Jurij, Wladimir, Alexandr und Wiktor sind einen weiten Weg gefahren: 22 Stunden haben die Bergarbeiter aus der Siedlung Talowyi im Süden Rußlands für die 1000 Eisenbahnkilometer nach Moskau gebraucht.

Nun stehen die vier mit 800 weiteren Kumpels aus allen großen Bergbauregionen Rußlands den dritten Tag vor dem Weißen Haus in Moskau und schlagen mit ihren Helmen auf den eisigen Boden. Sie wollen endlich ihren Lohn. "Seit Oktober haben wir kein Geld mehr bekommen", schimpft Jurij Popow. "Ich bin jeden Tag zehn Stunden im Schacht und kann mir nicht einmal mehr Fleisch leisten."

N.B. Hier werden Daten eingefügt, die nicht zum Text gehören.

//! Iterative-deepening search.

use super::{ExplorationMode, SearchConfig, SearchNode};
use crate::rules::is_win;
use crate::{Board, Player, Position, successors};
use tracing::{debug, instrument, warn};

/// Runs [`depth_limited`] with limits 0, 1, 2, ... up to the configured
/// ceiling and returns the first move found.
#[instrument(level = "debug", skip(board, config), fields(ceiling = config.depth_ceiling))]
pub fn iterative_deepening(board: &Board, player: Player, config: &SearchConfig) -> Option<Position> {
    for limit in 0..=config.depth_ceiling {
        if let Some(found) = depth_limited(board, player, limit, config.exploration) {
            return Some(found);
        }
    }
    warn!(
        ceiling = config.depth_ceiling,
        "No solution found by iterative deepening, falling back"
    );
    None
}

/// Depth-first search that only expands nodes shallower than `limit`.
///
/// At limit 0 only the root is examined, and the root carries no move, so
/// the result is always `None`.
pub fn depth_limited(board: &Board, player: Player, limit: usize, mode: ExplorationMode) -> Option<Position> {
    let mut stack = vec![SearchNode::root(*board, 0usize)];

    while let Some(node) = stack.pop() {
        if is_win(&node.board, player) {
            if node.origin.is_some() {
                debug!(depth = node.meta, limit, "Found winning move at depth {}", node.meta);
            }
            return node.origin;
        }
        if node.meta < limit {
            for step in successors(node.board, player) {
                stack.push(node.child(step, node.meta + 1, mode));
            }
        }
    }

    None
}
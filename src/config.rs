//! Game configuration loaded from TOML.

use crate::session::RoleBinding;
use derive_getters::Getters;
use derive_more::{Display, Error};
use serde::{Deserialize, Serialize};
use std::path::{Path, PathBuf};
use std::time::Duration;
use strictly_tictactoe::{
    DEFAULT_DEPTH_CEILING, ExplorationMode, Player, RandomFallback, SearchConfig, Strategy,
};
use tracing::{debug, info, instrument};

/// Config file picked up from the working directory when no path is given.
pub const DEFAULT_CONFIG_FILE: &str = "strictly_search.toml";

/// Settings for a game against the search-driven opponent.
#[derive(Debug, Clone, PartialEq, Eq, Getters, derive_setters::Setters, Serialize, Deserialize)]
#[setters(prefix = "with_")]
#[serde(deny_unknown_fields)]
pub struct GameConfig {
    /// Search technique the opponent starts with.
    #[serde(default)]
    strategy: Strategy,

    /// Mark played from the keyboard; the other mark is automated.
    #[serde(default = "default_human_mark")]
    human_mark: Player,

    /// Pause before the opponent moves, in milliseconds.
    #[serde(default = "default_opponent_delay_ms")]
    opponent_delay_ms: u64,

    /// Largest depth limit iterative deepening tries.
    #[serde(default = "default_depth_ceiling")]
    depth_ceiling: usize,

    /// Exploration rules shared by all strategies.
    #[serde(default)]
    exploration: ExplorationMode,

    /// Seed for the fallback picker; random when unset.
    #[serde(default)]
    #[setters(strip_option)]
    seed: Option<u64>,

    /// Log destination for the terminal UI.
    #[serde(default = "default_log_file")]
    log_file: PathBuf,
}

fn default_human_mark() -> Player {
    Player::X
}

fn default_opponent_delay_ms() -> u64 {
    400
}

fn default_depth_ceiling() -> usize {
    DEFAULT_DEPTH_CEILING
}

fn default_log_file() -> PathBuf {
    PathBuf::from("strictly_search.log")
}

impl Default for GameConfig {
    fn default() -> Self {
        Self {
            strategy: Strategy::default(),
            human_mark: default_human_mark(),
            opponent_delay_ms: default_opponent_delay_ms(),
            depth_ceiling: default_depth_ceiling(),
            exploration: ExplorationMode::default(),
            seed: None,
            log_file: default_log_file(),
        }
    }
}

impl GameConfig {
    /// Loads configuration from a TOML file.
    #[instrument(skip(path), fields(path = %path.as_ref().display()))]
    pub fn from_file(path: impl AsRef<Path>) -> Result<Self, ConfigError> {
        debug!("Loading config from file");
        let content = std::fs::read_to_string(path.as_ref())
            .map_err(|e| ConfigError::new(format!("Failed to read config file: {}", e)))?;
        let config = Self::from_toml(&content)?;
        info!(strategy = %config.strategy, "Config loaded successfully");
        Ok(config)
    }

    /// Parses configuration from TOML text.
    pub fn from_toml(content: &str) -> Result<Self, ConfigError> {
        let config: Self = toml::from_str(content)
            .map_err(|e| ConfigError::new(format!("Failed to parse config: {}", e)))?;
        config.validate()?;
        Ok(config)
    }

    /// Loads `path` if given, else [`DEFAULT_CONFIG_FILE`] if it exists, else defaults.
    #[instrument(skip(path))]
    pub fn load(path: Option<&Path>) -> Result<Self, ConfigError> {
        match path {
            Some(path) => Self::from_file(path),
            None if Path::new(DEFAULT_CONFIG_FILE).exists() => Self::from_file(DEFAULT_CONFIG_FILE),
            None => {
                debug!("No config file, using defaults");
                Ok(Self::default())
            }
        }
    }

    fn validate(&self) -> Result<(), ConfigError> {
        if self.opponent_delay_ms > 60_000 {
            return Err(ConfigError::new(format!(
                "opponent_delay_ms must be at most 60000, got {}",
                self.opponent_delay_ms
            )));
        }
        Ok(())
    }

    /// Search tunables derived from this config.
    pub fn search_config(&self) -> SearchConfig {
        SearchConfig::new(self.exploration, self.depth_ceiling)
    }

    /// Pause before the opponent moves.
    pub fn opponent_delay(&self) -> Duration {
        Duration::from_millis(self.opponent_delay_ms)
    }

    /// Role assignment derived from `human_mark`.
    pub fn roles(&self) -> RoleBinding {
        RoleBinding::new(self.human_mark)
    }

    /// Fallback picker, seeded when `seed` is set.
    pub fn fallback(&self) -> RandomFallback {
        match self.seed {
            Some(seed) => RandomFallback::seeded(seed),
            None => RandomFallback::from_entropy(),
        }
    }
}

/// Configuration error.
#[derive(Debug, Clone, Display, Error)]
#[display("Config error: {} at {}:{}", message, file, line)]
pub struct ConfigError {
    /// Error message.
    pub message: String,
    /// Line number where error occurred.
    pub line: u32,
    /// Source file where error occurred.
    pub file: &'static str,
}

impl ConfigError {
    /// Creates a new configuration error.
    #[track_caller]
    pub fn new(message: String) -> Self {
        let loc = std::panic::Location::caller();
        Self {
            message,
            line: loc.line(),
            file: loc.file(),
        }
    }
}
//! Strictly Search - command-line entry point.

#![warn(missing_docs)]

mod cli;

use anyhow::{Context, Result};
use clap::Parser;
use cli::{Cli, Command, SearchArgs};
use std::sync::Arc;
use strictly_search::{GameConfig, plan_move};
use strictly_tictactoe::{Board, Player, Strategy, enumerate_candidates};
use strum::IntoEnumIterator;
use tracing::{debug, info, instrument};
use tracing_subscriber::EnvFilter;

#[tokio::main]
async fn main() -> Result<()> {
    // Load .env file
    dotenvy::dotenv().ok();

    let cli = Cli::parse();
    let config = GameConfig::load(cli.config.as_deref())?;

    match cli.command {
        Command::Play {
            search,
            human,
            delay_ms,
            log_file,
        } => {
            let mut config = apply_search_args(config, search);
            if let Some(human) = human {
                config = config.with_human_mark(human);
            }
            if let Some(delay_ms) = delay_ms {
                config = config.with_opponent_delay_ms(delay_ms);
            }
            if let Some(log_file) = log_file {
                config = config.with_log_file(log_file);
            }
            run_play(config).await
        }
        Command::Search {
            board,
            player,
            search,
        } => {
            init_stderr_logging();
            run_search(apply_search_args(config, search), &board, player)
        }
        Command::Strategies => {
            list_strategies();
            Ok(())
        }
    }
}

fn apply_search_args(mut config: GameConfig, args: SearchArgs) -> GameConfig {
    if let Some(strategy) = args.strategy {
        config = config.with_strategy(strategy);
    }
    if let Some(exploration) = args.exploration {
        config = config.with_exploration(exploration);
    }
    if let Some(depth_ceiling) = args.depth_ceiling {
        config = config.with_depth_ceiling(depth_ceiling);
    }
    if let Some(seed) = args.seed {
        config = config.with_seed(seed);
    }
    config
}

fn init_stderr_logging() {
    let _ = tracing_subscriber::fmt()
        .with_env_filter(
            EnvFilter::try_from_default_env().unwrap_or_else(|_| EnvFilter::new("warn")),
        )
        .with_writer(std::io::stderr)
        .try_init();
}

/// Play in the terminal UI, logging to a file
async fn run_play(config: GameConfig) -> Result<()> {
    // Setup logging to file to avoid interfering with TUI
    let log_file = std::fs::File::create(config.log_file()).with_context(|| {
        format!("Failed to create log file {}", config.log_file().display())
    })?;
    let _ = tracing_subscriber::fmt()
        .with_env_filter(
            EnvFilter::try_from_default_env().unwrap_or_else(|_| EnvFilter::new("info")),
        )
        .with_writer(Arc::new(log_file))
        .with_ansi(false)
        .try_init();

    info!(?config, "Starting game");
    strictly_search::tui::run_tui(config).await
}

/// One-shot search on a board given on the command line
#[instrument(skip(config), fields(strategy = %config.strategy()))]
fn run_search(config: GameConfig, board: &str, player: Player) -> Result<()> {
    let board: Board = board.parse()?;
    debug!(%board, "Parsed board");

    let strategy = *config.strategy();
    let mut fallback = config.fallback();
    let planned = plan_move(strategy, &config.search_config(), &mut fallback, &board, player)?;
    let after = board.with_mark(*planned.position(), player);

    println!("{}: {}", strategy, strategy.description());
    println!("Exploration: {}\n", config.exploration());
    println!("{}\n", board.display());
    println!(
        "{} plays {} ({})\n",
        player,
        planned.position(),
        planned.source()
    );
    println!("{}\n", after.display());

    let candidates = enumerate_candidates(&after, player);
    println!("Candidate boards for {} ({}):", player, candidates.len());
    for candidate in candidates {
        println!("  {}", candidate.compact());
    }
    Ok(())
}

fn list_strategies() {
    for strategy in Strategy::iter() {
        println!(
            "{:<4} {:<28} {}",
            strategy.to_string(),
            strategy.title(),
            strategy.description()
        );
    }
}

Die Kumpel sind nicht die einzigen, die seit Monaten auf ihre Löhne warten: In St. Petersburg sind vergangene Woche Gewerkschaftsvertreter von sechzehn Hochschulen in den Hungerstreik getreten, weil sie seit zwei Monaten kein Gehalt mehr bekommen hatten. Die Bajkal-Amur-Magistrale - eine Eisenbahnstrecke, die die Bajkal-Region mit dem Fernen Osten verbindet - wird derzeit nicht weitergebaut, da die Arbeiter in der Einöde von der Regierung in Moskau offensichtlich vergessen worden sind. Auch der Lada-Produzent AwtoWas, den Wladimir Kadannikow bis zu seiner Ernennung zum stellvertretenden Premierminister in der vergangenen Woche geleitet hat, kann seit November nicht mehr die Löhne auszahlen.

Daß Arbeiter und Angestellte in Rußland auf ihr Geld warten müssen, ist nichts Neues. Bereits zu Gorbatschows Zeiten kam es vor, daß der Staat sich vor der Arbeiterklasse zahlungsunfähig erklärte.

Seit der Preisfreigabe im Januar 1992 ist die Schuldenkrise in Rußlands Wirtschaft jedoch chronisch geworden. Im vergangenen Jahr haben selbst Minister zeitweise kein Gehalt bekommen.

Angesichts der katastrophalen Zahlungsmoral von Staat und Unternehmen scheint es erstaunlich, daß sich in Rußland nicht längst die Mehrheit der Beschäftigten im kollektiven Dauerstreik befindet. Doch die meisten Russen haben sich den neuen Verhältnissen angepaßt - und notgedrungen eine oder mehrere inoffizielle Einnahmequellen aufgetan.

Nach einer Erhebung des Staatlichen Statistikkomitees (Goskomstat) ist der Anteil von Löhnen und Gehältern am Bruttosozialprodukt von 1992 bis 1995 ständig gefallen: von rund siebzig Prozent auf inzwischen nicht einmal mehr vierzig Prozent. Den größten Anteil des Einkommens machen mittlerweile die sogenannten "Einnahmen aus Eigentum und unternehmerischer Tätigkeit aus".